Segundo defendeu a CNC, o projeto em discussão valoriza a fase interna da licitação e incentiva o prévio planejamento, o que exigirá maior eficiência e competência da administração pública.

Analisando o PL, verificamos um nítido foco na continuidade dos contratos, em punir com mais rigor a corrupção e outras virtudes que me parecem bem delineadas. Inclusive, prevê acesso a métodos alternativos de solução de controvérsias, que é um artifício moderno”, disse Bruno Murat, advogado da Divisão Jurídica da CNC.

A entidade apontou algumas ressalvas ao projeto, entre elas, a importância de o pagamento em conta vinculada ser definido no próprio edital e que houvesse a previsão de sanção ao administrador público que não observasse a ordem cronológica de pagamentos.

Segundo Murat, a medida reduziria o potencial prejuízo ao contratado, principalmente nos casos de atraso de pagamento, pois evitaria a execução do contrato sem o recebimento de pagamentos.

Defendemos uma redação que inclua a possibilidade de constar no edital o regulamento de regras para saque quando na ocorrência de fato geradores, bem como saque de valores finais, quando ocorrer o encerramento do contrato, ou seja, o próprio edital definiria a forma de remuneração no caso de atraso de pagamento por parte do poder público”, explica o advogado.

Outra alteração pertinente seria a inclusão de prazo de 60 dias para que a Administração Pública avalie pedidos de repactuação, reajuste e reequilíbrio contratual. “Isso acarreta executar o contrato sem receber pagamento – recebe a primeira parte do valor do contrato no início do ano, passa o ano realizando o serviço e no fim da obra o pagamento é realizado tardiamente e sem reajuste”, apontou Murat.

Outro item que deveria sofrer alteração é o artigo 43, que admite a contratação de serviços terceirizados. Segundo o advogado, esse artigo não acompanhou a Lei da Terceirização de 2017 (nº 13.429/17), admitindo apenas a possibilidade de contratação de serviços relacionados a atividades-meio.

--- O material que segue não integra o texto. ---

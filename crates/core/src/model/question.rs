use std::collections::HashSet;
use thiserror::Error;

use crate::model::ids::QuestionId;

//
// ─── ERRORS ────────────────────────────────────────────────────────────────────
//

#[derive(Debug, Error, Clone, PartialEq, Eq)]
#[non_exhaustive]
pub enum QuestionError {
    #[error("question text cannot be empty")]
    EmptyText,

    #[error("rating scale must be > 0")]
    InvalidScale,
}

#[derive(Debug, Error, Clone, PartialEq, Eq)]
#[non_exhaustive]
pub enum QuestionSetError {
    #[error("question set cannot be empty")]
    Empty,

    #[error("duplicate question id: {0}")]
    DuplicateId(QuestionId),
}

//
// ─── QUESTION ──────────────────────────────────────────────────────────────────
//

/// How a question is answered.
#[derive(Debug, Clone, Copy, PartialEq, Eq)]
pub enum QuestionKind {
    /// Bounded integer scale, answered with a value in `[1, scale]` (e.g. 5 or 10).
    Rating { scale: u8 },
    /// Unconstrained text. An empty reply is legal.
    FreeText,
}

/// A single survey question.
#[derive(Debug, Clone, PartialEq, Eq)]
pub struct Question {
    id: QuestionId,
    text: String,
    kind: QuestionKind,
}

impl Question {
    /// Creates a validated question.
    ///
    /// # Errors
    ///
    /// Returns `QuestionError::EmptyText` if the text is blank, or
    /// `QuestionError::InvalidScale` if a rating scale is zero.
    pub fn new(
        id: QuestionId,
        text: impl Into<String>,
        kind: QuestionKind,
    ) -> Result<Self, QuestionError> {
        let text = text.into();
        if text.trim().is_empty() {
            return Err(QuestionError::EmptyText);
        }
        if matches!(kind, QuestionKind::Rating { scale: 0 }) {
            return Err(QuestionError::InvalidScale);
        }
        Ok(Self { id, text, kind })
    }

    #[must_use]
    pub fn id(&self) -> QuestionId {
        self.id
    }

    #[must_use]
    pub fn text(&self) -> &str {
        &self.text
    }

    #[must_use]
    pub fn kind(&self) -> QuestionKind {
        self.kind
    }
}

//
// ─── QUESTION SET ──────────────────────────────────────────────────────────────
//

/// Immutable ordered sequence of questions for one survey.
///
/// The order is fixed and identical for every respondent; sessions walk the
/// set by index and key answers by question id.
#[derive(Debug, Clone, PartialEq, Eq)]
pub struct QuestionSet {
    questions: Vec<Question>,
}

impl QuestionSet {
    /// Creates a validated question set.
    ///
    /// # Errors
    ///
    /// Returns `QuestionSetError::Empty` for an empty sequence and
    /// `QuestionSetError::DuplicateId` when two questions share an id.
    pub fn new(questions: Vec<Question>) -> Result<Self, QuestionSetError> {
        if questions.is_empty() {
            return Err(QuestionSetError::Empty);
        }
        let mut seen = HashSet::new();
        for question in &questions {
            if !seen.insert(question.id()) {
                return Err(QuestionSetError::DuplicateId(question.id()));
            }
        }
        Ok(Self { questions })
    }

    /// Total number of questions.
    #[must_use]
    pub fn len(&self) -> usize {
        self.questions.len()
    }

    #[must_use]
    pub fn is_empty(&self) -> bool {
        self.questions.is_empty()
    }

    /// Index of the final question.
    #[must_use]
    pub fn last_index(&self) -> usize {
        self.questions.len() - 1
    }

    /// Question at `index`, if within bounds.
    #[must_use]
    pub fn get(&self, index: usize) -> Option<&Question> {
        self.questions.get(index)
    }

    #[must_use]
    pub fn questions(&self) -> &[Question] {
        &self.questions
    }
}

//
// ─── TESTS ─────────────────────────────────────────────────────────────────────
//

#[cfg(test)]
mod tests {
    use super::*;

    fn rating(id: u64, scale: u8) -> Question {
        Question::new(
            QuestionId::new(id),
            format!("Q{id}"),
            QuestionKind::Rating { scale },
        )
        .unwrap()
    }

    #[test]
    fn question_rejects_blank_text() {
        let err = Question::new(QuestionId::new(1), "   ", QuestionKind::FreeText).unwrap_err();
        assert_eq!(err, QuestionError::EmptyText);
    }

    #[test]
    fn question_rejects_zero_scale() {
        let err = Question::new(
            QuestionId::new(1),
            "How satisfied are you?",
            QuestionKind::Rating { scale: 0 },
        )
        .unwrap_err();
        assert_eq!(err, QuestionError::InvalidScale);
    }

    #[test]
    fn empty_set_is_rejected() {
        let err = QuestionSet::new(Vec::new()).unwrap_err();
        assert_eq!(err, QuestionSetError::Empty);
    }

    #[test]
    fn duplicate_ids_are_rejected() {
        let err = QuestionSet::new(vec![rating(1, 5), rating(1, 10)]).unwrap_err();
        assert_eq!(err, QuestionSetError::DuplicateId(QuestionId::new(1)));
    }

    #[test]
    fn set_preserves_order_and_exposes_last_index() {
        let set = QuestionSet::new(vec![rating(3, 5), rating(1, 5), rating(2, 10)]).unwrap();
        assert_eq!(set.len(), 3);
        assert_eq!(set.last_index(), 2);
        assert_eq!(set.get(0).unwrap().id(), QuestionId::new(3));
        assert_eq!(set.get(2).unwrap().id(), QuestionId::new(2));
        assert!(set.get(3).is_none());
    }
}
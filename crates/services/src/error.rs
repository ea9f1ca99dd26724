//! Shared error types for the services crate.

use thiserror::Error;

use storage::repository::StorageError;

use crate::sessions::SurveyPhase;

/// Errors emitted by survey session services.
#[derive(Debug, Error)]
#[non_exhaustive]
pub enum SessionError {
    /// The operation is not permitted in the session's current phase. The
    /// session state is left unchanged.
    #[error("{operation} is not allowed while the session is {phase}")]
    InvalidTransition {
        operation: &'static str,
        phase: SurveyPhase,
    },

    #[error("submission may only be requested from the final question (current {current}, final {last})")]
    NotAtFinalQuestion { current: usize, last: usize },

    #[error(transparent)]
    Storage(#[from] StorageError),
}
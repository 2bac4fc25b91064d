use crate::error::Result;
use crate::traits::ClusterClient;
use speakerfix_core::SpeakerPod;
use std::sync::Arc;
use tracing::{debug, error, info, warn};

/// Identifies speaker pods in the cluster
#[derive(Debug, Clone, PartialEq, Eq)]
pub struct SpeakerSelector {
    /// Namespace the speaker daemon runs in
    pub namespace: String,
    /// Value of the speaker's `app` label
    pub app: String,
    /// Value of the speaker's `component` label
    pub component: String,
}

impl Default for SpeakerSelector {
    fn default() -> Self {
        Self {
            namespace: "kube-system".to_string(),
            app: "metallb".to_string(),
            component: "speaker".to_string(),
        }
    }
}

impl SpeakerSelector {
    pub fn label_selector(&self) -> String {
        format!("app={},component={}", self.app, self.component)
    }

    pub fn node_field_selector(node_name: &str) -> String {
        format!("spec.nodeName={}", node_name)
    }
}

/// Finds and restarts the speaker pod on a node
pub struct SpeakerLookup {
    client: Arc<dyn ClusterClient>,
    selector: SpeakerSelector,
}

impl SpeakerLookup {
    pub fn new(client: Arc<dyn ClusterClient>, selector: SpeakerSelector) -> Self {
        Self { client, selector }
    }

    /// The unique speaker scheduled on `node_name`
    ///
    /// Zero or several matches mean the daemon is mid-rollout on that node;
    /// both report `None` and a later event retries.
    pub async fn find_speaker(&self, node_name: &str) -> Option<SpeakerPod> {
        debug!("Fetching speaker pod from node {}", node_name);

        let pods = match self
            .client
            .list_pods(
                &self.selector.namespace,
                &self.selector.label_selector(),
                &SpeakerSelector::node_field_selector(node_name),
            )
            .await
        {
            Ok(pods) => pods,
            Err(e) => {
                error!("Failed to list speaker pods on node {}: {}", node_name, e);
                return None;
            }
        };

        match pods.as_slice() {
            [pod] => match SpeakerPod::from_pod(pod) {
                Ok(speaker) => Some(speaker),
                Err(e) => {
                    warn!("Ignoring speaker pod on node {}: {}", node_name, e);
                    None
                }
            },
            [] => {
                info!("No speaker pod found on node {}", node_name);
                None
            }
            many => {
                let names: Vec<&str> = many
                    .iter()
                    .filter_map(|p| p.metadata.name.as_deref())
                    .collect();
                warn!(
                    "Found {} speaker pods on node {}: {:?}",
                    many.len(),
                    node_name,
                    names
                );
                None
            }
        }
    }

    /// Delete exactly this speaker so its daemon controller recreates it
    ///
    /// An already-deleted speaker counts as success.
    pub async fn delete_speaker(&self, speaker: &SpeakerPod) -> Result<()> {
        match self
            .client
            .delete_pod(
                &speaker.key.namespace,
                &speaker.key.name,
                speaker.uid.as_deref(),
            )
            .await
        {
            Ok(()) => Ok(()),
            Err(e) if e.is_not_found() => {
                debug!("Speaker pod {} already gone", speaker.key);
                Ok(())
            }
            Err(e) => Err(e),
        }
    }
}

#[cfg(test)]
mod tests {
    use super::*;
    use crate::mock::{make_speaker_pod, MockCluster};
    use chrono::{DateTime, TimeZone, Utc};
    use speakerfix_core::PodKey;

    const SPEAKER_LABELS: &[(&str, &str)] = &[("app", "metallb"), ("component", "speaker")];

    fn ts(secs: i64) -> DateTime<Utc> {
        Utc.timestamp_opt(secs, 0).unwrap()
    }

    fn lookup(cluster: &MockCluster) -> SpeakerLookup {
        SpeakerLookup::new(Arc::new(cluster.clone()), SpeakerSelector::default())
    }

    #[test]
    fn test_default_selectors() {
        let selector = SpeakerSelector::default();
        assert_eq!(selector.namespace, "kube-system");
        assert_eq!(selector.label_selector(), "app=metallb,component=speaker");
        assert_eq!(
            SpeakerSelector::node_field_selector("n1"),
            "spec.nodeName=n1"
        );
    }

    #[tokio::test]
    async fn test_single_speaker_is_found() {
        let cluster = MockCluster::new();
        cluster.insert(make_speaker_pod("kube-system", "speaker-a", SPEAKER_LABELS, "n1", ts(90)));
        cluster.insert(make_speaker_pod("kube-system", "speaker-b", SPEAKER_LABELS, "n2", ts(95)));

        let speaker = lookup(&cluster).find_speaker("n1").await.unwrap();
        assert_eq!(speaker.key, PodKey::new("kube-system", "speaker-a"));
        assert_eq!(speaker.creation_timestamp, ts(90));
    }

    #[tokio::test]
    async fn test_no_speaker_on_node() {
        let cluster = MockCluster::new();
        cluster.insert(make_speaker_pod("kube-system", "speaker-b", SPEAKER_LABELS, "n2", ts(95)));

        assert!(lookup(&cluster).find_speaker("n1").await.is_none());
    }

    #[tokio::test]
    async fn test_ambiguous_speakers_report_none() {
        let cluster = MockCluster::new();
        cluster.insert(make_speaker_pod("kube-system", "speaker-a", SPEAKER_LABELS, "n1", ts(90)));
        cluster.insert(make_speaker_pod("kube-system", "speaker-c", SPEAKER_LABELS, "n1", ts(91)));

        assert!(lookup(&cluster).find_speaker("n1").await.is_none());
    }

    #[tokio::test]
    async fn test_speaker_in_other_namespace_is_ignored() {
        let cluster = MockCluster::new();
        cluster.insert(make_speaker_pod(
            "metallb-system",
            "speaker-a",
            SPEAKER_LABELS,
            "n1",
            ts(90),
        ));

        assert!(lookup(&cluster).find_speaker("n1").await.is_none());

        let custom = SpeakerLookup::new(
            Arc::new(cluster.clone()),
            SpeakerSelector {
                namespace: "metallb-system".to_string(),
                ..Default::default()
            },
        );
        assert!(custom.find_speaker("n1").await.is_some());
    }

    #[tokio::test]
    async fn test_list_failure_reports_none() {
        let cluster = MockCluster::new();
        cluster.insert(make_speaker_pod("kube-system", "speaker-a", SPEAKER_LABELS, "n1", ts(90)));
        cluster.fail_lists(true);

        assert!(lookup(&cluster).find_speaker("n1").await.is_none());
    }

    #[tokio::test]
    async fn test_delete_speaker_tolerates_missing_pod() {
        let cluster = MockCluster::new();
        let key = cluster.insert(make_speaker_pod(
            "kube-system",
            "speaker-a",
            SPEAKER_LABELS,
            "n1",
            ts(90),
        ));
        let lookup = lookup(&cluster);
        let speaker = lookup.find_speaker("n1").await.unwrap();

        cluster.remove(&key);
        assert!(lookup.delete_speaker(&speaker).await.is_ok());
        assert!(cluster.deletions().is_empty());
    }

    #[tokio::test]
    async fn test_delete_speaker_propagates_failures() {
        let cluster = MockCluster::new();
        cluster.insert(make_speaker_pod("kube-system", "speaker-a", SPEAKER_LABELS, "n1", ts(90)));
        let lookup = lookup(&cluster);
        let speaker = lookup.find_speaker("n1").await.unwrap();

        cluster.fail_deletes(true);
        assert!(lookup.delete_speaker(&speaker).await.is_err());
    }
}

O outro item destacado como importante pela CNC refere-se à responsabilidade solidária do poder público em caso de inadimplência prevista no art. 98, parágrafo 1º, o qual descreve que a inadimplência do contratado não gera responsabilidade do poder público.

Segundo afirmou o advogado, o dispositivo deveria contemplar a jurisprudência do Supremo Tribunal Federal, que considera existir responsabilidade solidária do Poder Público, quando a inadimplência do contratado é gerada pelo poder público.

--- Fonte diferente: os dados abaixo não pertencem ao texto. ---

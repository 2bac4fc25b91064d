use chrono::{DateTime, Utc};

/// Decide whether a speaker pod must be restarted to pick up a ready workload.
///
/// A speaker created strictly before the workload became ready never saw the
/// ready endpoint. One created at or after the transition listed current
/// state on startup, so equal timestamps count as current.
pub fn needs_repair(
    ready_transition_time: Option<DateTime<Utc>>,
    speaker_creation_time: DateTime<Utc>,
) -> bool {
    match ready_transition_time {
        Some(ready) => speaker_creation_time < ready,
        None => false,
    }
}

#[cfg(test)]
mod tests {
    use super::*;
    use chrono::{Duration, TimeZone};

    fn ts(secs: i64) -> DateTime<Utc> {
        Utc.timestamp_opt(secs, 0).unwrap()
    }

    #[test]
    fn test_never_ready_needs_no_repair() {
        assert!(!needs_repair(None, ts(0)));
        assert!(!needs_repair(None, ts(1_000_000)));
    }

    #[test]
    fn test_speaker_older_than_transition_needs_repair() {
        assert!(needs_repair(Some(ts(100)), ts(90)));
    }

    #[test]
    fn test_speaker_newer_than_transition_is_current() {
        assert!(!needs_repair(Some(ts(100)), ts(110)));
    }

    #[test]
    fn test_equal_timestamps_are_current() {
        assert!(!needs_repair(Some(ts(100)), ts(100)));
    }

    #[test]
    fn test_sub_second_ordering() {
        let ready = ts(100);
        assert!(needs_repair(Some(ready), ready - Duration::milliseconds(1)));
        assert!(!needs_repair(Some(ready), ready + Duration::milliseconds(1)));
    }

    #[test]
    fn test_decision_over_a_window() {
        let ready = ts(1_000);
        for offset in -5i64..=5 {
            let speaker = ready + Duration::seconds(offset);
            assert_eq!(needs_repair(Some(ready), speaker), offset < 0, "offset {}", offset);
        }
    }
}
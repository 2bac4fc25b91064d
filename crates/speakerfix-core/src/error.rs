// Allow unused assignments for diagnostic fields - they're used by the macros
#![allow(unused_assignments)]

use miette::Diagnostic;
use thiserror::Error;

/// Core error type for speakerfix domain operations
#[derive(Error, Debug, Diagnostic)]
pub enum CoreError {
    /// A reconcile key could not be parsed
    #[error("Invalid pod key: '{key}'")]
    #[diagnostic(
        code(speakerfix::invalid_pod_key),
        help("Pod keys have the form '<namespace>/<name>' or '<name>' for cluster-scoped objects")
    )]
    InvalidPodKey {
        #[allow(unused)]
        key: String,
    },

    /// An object is missing metadata needed to identify it
    #[error("Object is missing required field: {field}")]
    #[diagnostic(
        code(speakerfix::missing_metadata),
        help("Objects delivered by the API server always carry {field}; this usually means a hand-built object in a test")
    )]
    MissingMetadata {
        #[allow(unused)]
        field: String,
    },

    /// Invalid configuration
    #[error("Invalid configuration: {message}")]
    #[diagnostic(code(speakerfix::invalid_config), help("{suggestion}"))]
    InvalidConfig {
        #[allow(unused)]
        message: String,
        #[allow(unused)]
        suggestion: String,
    },
}

/// Result type alias for core operations
pub type Result<T> = std::result::Result<T, CoreError>;

impl CoreError {
    /// Create an InvalidPodKey error
    pub fn invalid_pod_key(key: impl Into<String>) -> Self {
        Self::InvalidPodKey { key: key.into() }
    }

    /// Create a MissingMetadata error
    pub fn missing_metadata(field: impl Into<String>) -> Self {
        Self::MissingMetadata {
            field: field.into(),
        }
    }

    /// Create an InvalidConfig error
    pub fn invalid_config(message: impl Into<String>, suggestion: impl Into<String>) -> Self {
        Self::InvalidConfig {
            message: message.into(),
            suggestion: suggestion.into(),
        }
    }
}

Simplificação de registros do Pregão eletrônico

Outro ponto defendido, diz respeito à exclusão de serviços contínuos do procedimento de registro de preços, ante a dificuldade de mensurar e quantificar tais itens. Registrar preços de serviços complexos poderia dar margem à inclusão de participantes que não têm capacidade de prestar o serviço.

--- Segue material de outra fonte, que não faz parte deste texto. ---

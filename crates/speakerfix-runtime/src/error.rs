use miette::Diagnostic;
use thiserror::Error;

/// Runtime error type for cluster interaction and the reconcile loop
#[derive(Error, Debug, Diagnostic)]
pub enum RuntimeError {
    /// The Kubernetes client could not be constructed
    #[error("Failed to initialize Kubernetes client: {message}")]
    #[diagnostic(
        code(speakerfix::runtime::client_init),
        help("Run inside a pod with a service account, or point KUBECONFIG at a valid kubeconfig")
    )]
    ClientInit {
        #[allow(unused)]
        message: String,
    },

    /// A Kubernetes API call failed
    #[error("Kubernetes API call '{operation}' failed: {source}")]
    #[diagnostic(
        code(speakerfix::runtime::kube_error),
        help("Check API server reachability and that the service account may list and delete pods")
    )]
    Kube {
        #[allow(unused)]
        operation: String,
        source: kube::Error,
    },

    /// Speaker pod deletion was rejected
    #[error("Failed to delete speaker pod {speaker}: {message}")]
    #[diagnostic(
        code(speakerfix::runtime::speaker_delete_failed),
        help("The next event for a workload pod on this node retries the repair")
    )]
    SpeakerDeleteFailed {
        #[allow(unused)]
        speaker: String,
        #[allow(unused)]
        message: String,
    },

    /// Core library error
    #[error(transparent)]
    #[diagnostic(transparent)]
    CoreError(#[from] speakerfix_core::CoreError),

    /// Internal error
    #[error("Internal runtime error: {message}")]
    #[diagnostic(
        code(speakerfix::runtime::internal_error),
        help("This is likely a bug in speakerfix-runtime. Please report it with the full error details")
    )]
    InternalError {
        #[allow(unused)]
        message: String,
    },
}

/// Result type alias for runtime operations
pub type Result<T> = std::result::Result<T, RuntimeError>;

impl RuntimeError {
    pub fn client_init(message: impl Into<String>) -> Self {
        Self::ClientInit {
            message: message.into(),
        }
    }

    pub fn kube(operation: impl Into<String>, source: kube::Error) -> Self {
        Self::Kube {
            operation: operation.into(),
            source,
        }
    }

    pub fn speaker_delete_failed(speaker: impl Into<String>, message: impl Into<String>) -> Self {
        Self::SpeakerDeleteFailed {
            speaker: speaker.into(),
            message: message.into(),
        }
    }

    pub fn internal_error(message: impl Into<String>) -> Self {
        Self::InternalError {
            message: message.into(),
        }
    }

    /// Whether the error is an API 404 for the targeted object
    pub fn is_not_found(&self) -> bool {
        matches!(
            self,
            Self::Kube {
                source: kube::Error::Api(response),
                ..
            } if response.code == 404
        )
    }
}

Essa ideia no projeto veio para simplificar, mas muitas vezes simplificar pode prejudicar na retirada dos serviços de registro de preços e do pregão eletrônico”, analisa Bruno Murat.

Entendimento geral

Empresários da indústria e representantes da construção civil criticaram o PL nº 6814/2017, apontando a necessidade de solucionar os problemas relativos à falta de novos e bons projetos e da definição de projeto prévio, já que sua ausência resulta na elaboração de projetos incompletos.

Segundo afirmaram, a contratação de obras sem projeto executivo normalmente resultará em orçamentos estourados; discussões sobre aditivos, que são a consequência principal obras paradas, ou seja, a não existência de prévio planejamento (sem definição de prazo, orçamento, tempo, recurso).

O avanço a respeito da proibição à utilização do pregão para contratação de projetos foi objeto de contentamento. Foi defendida a tese da escolha da contratação focada nos domínios dos produtos e técnica, em detrimento de baixos custos.

Assim como a instituição de disciplina exata minuciosa para a metódica de pagamento, exigindo que o contrato preveja a viável estipulação de prazos máximos para processar a medição e pagamento, não superior a 30 dias do prazo mensal. Isso posto levando em conta a importância do repasse de recurso público da administração durante e após o contrato, pois a empresa precisa dele para finalizar a obra.